### Problem to work on:
Please write out the listing again, keeping every character the same.

### Data extracts:
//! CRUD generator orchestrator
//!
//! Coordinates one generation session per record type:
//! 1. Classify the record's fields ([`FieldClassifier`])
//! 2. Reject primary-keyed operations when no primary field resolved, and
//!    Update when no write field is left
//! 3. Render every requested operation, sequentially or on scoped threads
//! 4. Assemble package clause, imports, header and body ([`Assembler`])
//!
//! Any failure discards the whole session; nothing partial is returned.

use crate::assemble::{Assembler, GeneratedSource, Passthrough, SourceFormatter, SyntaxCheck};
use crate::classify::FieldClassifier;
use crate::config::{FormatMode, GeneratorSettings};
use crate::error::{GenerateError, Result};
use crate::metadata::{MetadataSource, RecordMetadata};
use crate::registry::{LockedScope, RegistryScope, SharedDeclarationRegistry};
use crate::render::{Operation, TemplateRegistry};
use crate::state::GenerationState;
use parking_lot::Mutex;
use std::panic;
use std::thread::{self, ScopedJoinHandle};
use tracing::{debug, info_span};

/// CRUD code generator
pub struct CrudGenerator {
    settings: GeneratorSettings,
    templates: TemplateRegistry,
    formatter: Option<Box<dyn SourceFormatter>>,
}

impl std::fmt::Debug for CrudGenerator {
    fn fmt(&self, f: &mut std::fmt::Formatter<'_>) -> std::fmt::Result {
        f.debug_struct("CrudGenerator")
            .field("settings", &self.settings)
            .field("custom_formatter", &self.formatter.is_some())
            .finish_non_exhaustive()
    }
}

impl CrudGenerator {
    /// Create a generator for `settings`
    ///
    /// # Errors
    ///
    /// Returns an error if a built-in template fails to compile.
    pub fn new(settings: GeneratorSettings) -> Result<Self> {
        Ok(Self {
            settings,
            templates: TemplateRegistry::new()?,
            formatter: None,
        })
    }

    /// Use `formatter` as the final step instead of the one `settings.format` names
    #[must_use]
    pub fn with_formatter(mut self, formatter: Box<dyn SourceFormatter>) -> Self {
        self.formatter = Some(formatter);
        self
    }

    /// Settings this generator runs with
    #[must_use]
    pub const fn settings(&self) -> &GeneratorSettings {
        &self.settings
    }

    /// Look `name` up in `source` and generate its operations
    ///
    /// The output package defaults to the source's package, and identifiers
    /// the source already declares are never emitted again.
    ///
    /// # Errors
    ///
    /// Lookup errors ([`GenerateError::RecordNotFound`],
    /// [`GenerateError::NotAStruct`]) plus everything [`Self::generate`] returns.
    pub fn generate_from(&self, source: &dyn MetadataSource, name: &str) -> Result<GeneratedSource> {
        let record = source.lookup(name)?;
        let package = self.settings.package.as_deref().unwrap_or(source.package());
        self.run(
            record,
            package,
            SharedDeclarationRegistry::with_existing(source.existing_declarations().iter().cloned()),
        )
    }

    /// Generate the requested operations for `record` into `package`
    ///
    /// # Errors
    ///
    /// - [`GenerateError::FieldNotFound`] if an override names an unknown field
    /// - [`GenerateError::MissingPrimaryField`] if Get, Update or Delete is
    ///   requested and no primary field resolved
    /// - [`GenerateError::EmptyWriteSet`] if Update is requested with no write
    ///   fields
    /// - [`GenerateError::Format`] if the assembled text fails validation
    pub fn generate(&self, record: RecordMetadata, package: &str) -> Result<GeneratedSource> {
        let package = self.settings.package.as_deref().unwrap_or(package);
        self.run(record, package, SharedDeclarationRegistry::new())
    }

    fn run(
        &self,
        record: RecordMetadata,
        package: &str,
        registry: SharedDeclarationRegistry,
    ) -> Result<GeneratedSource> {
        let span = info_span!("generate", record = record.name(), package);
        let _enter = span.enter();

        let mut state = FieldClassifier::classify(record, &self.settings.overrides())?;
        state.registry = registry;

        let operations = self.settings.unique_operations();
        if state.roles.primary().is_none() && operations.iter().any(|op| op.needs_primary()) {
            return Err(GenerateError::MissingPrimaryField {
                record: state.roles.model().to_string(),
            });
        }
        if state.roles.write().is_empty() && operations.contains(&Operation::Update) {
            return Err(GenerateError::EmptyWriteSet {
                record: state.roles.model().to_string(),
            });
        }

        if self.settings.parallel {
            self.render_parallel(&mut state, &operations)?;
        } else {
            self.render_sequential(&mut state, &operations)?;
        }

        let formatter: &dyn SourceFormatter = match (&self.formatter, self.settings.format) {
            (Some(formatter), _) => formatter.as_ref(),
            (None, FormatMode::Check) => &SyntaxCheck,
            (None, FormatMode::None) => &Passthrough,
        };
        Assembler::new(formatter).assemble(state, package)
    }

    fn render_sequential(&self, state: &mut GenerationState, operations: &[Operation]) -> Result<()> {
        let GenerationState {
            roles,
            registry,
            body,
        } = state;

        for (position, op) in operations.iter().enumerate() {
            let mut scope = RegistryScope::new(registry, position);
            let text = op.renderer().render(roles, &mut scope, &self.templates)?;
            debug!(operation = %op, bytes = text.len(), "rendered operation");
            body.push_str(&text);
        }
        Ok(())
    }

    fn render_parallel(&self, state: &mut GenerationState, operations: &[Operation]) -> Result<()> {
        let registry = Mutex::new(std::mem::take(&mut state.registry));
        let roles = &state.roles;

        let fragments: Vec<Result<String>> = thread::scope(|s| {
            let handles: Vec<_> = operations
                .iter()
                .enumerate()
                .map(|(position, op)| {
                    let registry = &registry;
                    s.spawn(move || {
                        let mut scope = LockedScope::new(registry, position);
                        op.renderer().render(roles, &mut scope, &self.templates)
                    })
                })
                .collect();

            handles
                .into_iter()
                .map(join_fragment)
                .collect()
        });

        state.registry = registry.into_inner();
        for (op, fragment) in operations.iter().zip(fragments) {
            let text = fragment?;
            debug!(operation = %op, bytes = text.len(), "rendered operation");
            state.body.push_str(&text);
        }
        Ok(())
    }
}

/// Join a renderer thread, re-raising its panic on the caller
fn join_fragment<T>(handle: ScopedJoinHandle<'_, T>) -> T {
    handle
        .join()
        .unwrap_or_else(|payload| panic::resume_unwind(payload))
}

### Exercise solution:
//! CRUD generator orchestrator
//!
//! Coordinates one generation session per record type:
//! 1. Classify the record's fields ([`FieldClassifier`])
//! 2. Reject primary-keyed operations when no primary field resolved, and
//!    Update when no write field is left
//! 3. Render every requested operation, sequentially or on scoped threads
//! 4. Assemble package clause, imports, header and body ([`Assembler`])
//!
//! Any failure discards the whole session; nothing partial is returned.

use crate::assemble::{Assembler, GeneratedSource, Passthrough, SourceFormatter, SyntaxCheck};
use crate::classify::FieldClassifier;
use crate::config::{FormatMode, GeneratorSettings};
use crate::error::{GenerateError, Result};
use crate::metadata::{MetadataSource, RecordMetadata};
use crate::registry::{LockedScope, RegistryScope, SharedDeclarationRegistry};
use crate::render::{Operation, TemplateRegistry};
use crate::state::GenerationState;
use parking_lot::Mutex;
use std::panic;
use std::thread::{self, ScopedJoinHandle};
use tracing::{debug, info_span};

/// CRUD code generator
pub struct CrudGenerator {
    settings: GeneratorSettings,
    templates: TemplateRegistry,
    formatter: Option<Box<dyn SourceFormatter>>,
}

impl std::fmt::Debug for CrudGenerator {
    fn fmt(&self, f: &mut std::fmt::Formatter<'_>) -> std::fmt::Result {
        f.debug_struct("CrudGenerator")
            .field("settings", &self.settings)
            .field("custom_formatter", &self.formatter.is_some())
            .finish_non_exhaustive()
    }
}

impl CrudGenerator {
    /// Create a generator for `settings`
    ///
    /// # Errors
    ///
    /// Returns an error if a built-in template fails to compile.
    pub fn new(settings: GeneratorSettings) -> Result<Self> {
        Ok(Self {
            settings,
            templates: TemplateRegistry::new()?,
            formatter: None,
        })
    }

    /// Use `formatter` as the final step instead of the one `settings.format` names
    #[must_use]
    pub fn with_formatter(mut self, formatter: Box<dyn SourceFormatter>) -> Self {
        self.formatter = Some(formatter);
        self
    }

    /// Settings this generator runs with
    #[must_use]
    pub const fn settings(&self) -> &GeneratorSettings {
        &self.settings
    }

    /// Look `name` up in `source` and generate its operations
    ///
    /// The output package defaults to the source's package, and identifiers
    /// the source already declares are never emitted again.
    ///
    /// # Errors
    ///
    /// Lookup errors ([`GenerateError::RecordNotFound`],
    /// [`GenerateError::NotAStruct`]) plus everything [`Self::generate`] returns.
    pub fn generate_from(&self, source: &dyn MetadataSource, name: &str) -> Result<GeneratedSource> {
        let record = source.lookup(name)?;
        let package = self.settings.package.as_deref().unwrap_or(source.package());
        self.run(
            record,
            package,
            SharedDeclarationRegistry::with_existing(source.existing_declarations().iter().cloned()),
        )
    }

    /// Generate the requested operations for `record` into `package`
    ///
    /// # Errors
    ///
    /// - [`GenerateError::FieldNotFound`] if an override names an unknown field
    /// - [`GenerateError::MissingPrimaryField`] if Get, Update or Delete is
    ///   requested and no primary field resolved
    /// - [`GenerateError::EmptyWriteSet`] if Update is requested with no write
    ///   fields
    /// - [`GenerateError::Format`] if the assembled text fails validation
    pub fn generate(&self, record: RecordMetadata, package: &str) -> Result<GeneratedSource> {
        let package = self.settings.package.as_deref().unwrap_or(package);
        self.run(record, package, SharedDeclarationRegistry::new())
    }

    fn run(
        &self,
        record: RecordMetadata,
        package: &str,
        registry: SharedDeclarationRegistry,
    ) -> Result<GeneratedSource> {
        let span = info_span!("generate", record = record.name(), package);
        let _enter = span.enter();

        let mut state = FieldClassifier::classify(record, &self.settings.overrides())?;
        state.registry = registry;

        let operations = self.settings.unique_operations();
        if state.roles.primary().is_none() && operations.iter().any(|op| op.needs_primary()) {
            return Err(GenerateError::MissingPrimaryField {
                record: state.roles.model().to_string(),
            });
        }
        if state.roles.write().is_empty() && operations.contains(&Operation::Update) {
            return Err(GenerateError::EmptyWriteSet {
                record: state.roles.model().to_string(),
            });
        }

        if self.settings.parallel {
            self.render_parallel(&mut state, &operations)?;
        } else {
            self.render_sequential(&mut state, &operations)?;
        }

        let formatter: &dyn SourceFormatter = match (&self.formatter, self.settings.format) {
            (Some(formatter), _) => formatter.as_ref(),
            (None, FormatMode::Check) => &SyntaxCheck,
            (None, FormatMode::None) => &Passthrough,
        };
        Assembler::new(formatter).assemble(state, package)
    }

    fn render_sequential(&self, state: &mut GenerationState, operations: &[Operation]) -> Result<()> {
        let GenerationState {
            roles,
            registry,
            body,
        } = state;

        for (position, op) in operations.iter().enumerate() {
            let mut scope = RegistryScope::new(registry, position);
            let text = op.renderer().render(roles, &mut scope, &self.templates)?;
            debug!(operation = %op, bytes = text.len(), "rendered operation");
            body.push_str(&text);
        }
        Ok(())
    }

    fn render_parallel(&self, state: &mut GenerationState, operations: &[Operation]) -> Result<()> {
        let registry = Mutex::new(std::mem::take(&mut state.registry));
        let roles = &state.roles;

        let fragments: Vec<Result<String>> = thread::scope(|s| {
            let handles: Vec<_> = operations
                .iter()
                .enumerate()
                .map(|(position, op)| {
                    let registry = &registry;
                    s.spawn(move || {
                        let mut scope = LockedScope::new(registry, position);
                        op.renderer().render(roles, &mut scope, &self.templates)
                    })
                })
                .collect();

            handles
                .into_iter()
                .map(join_fragment)
                .collect()
        });

        state.registry = registry.into_inner();
        for (op, fragment) in operations.iter().zip(fragments) {
            let text = fragment?;
            debug!(operation = %op, bytes = text.len(), "rendered operation");
            state.body.push_str(&text);
        }
        Ok(())
    }
}

/// Join a renderer thread, re-raising its panic on the caller
fn join_fragment<T>(handle: ScopedJoinHandle<'_, T>) -> T {
    handle
        .join()
        .unwrap_or_else(|payload| panic::resume_unwind(payload))
}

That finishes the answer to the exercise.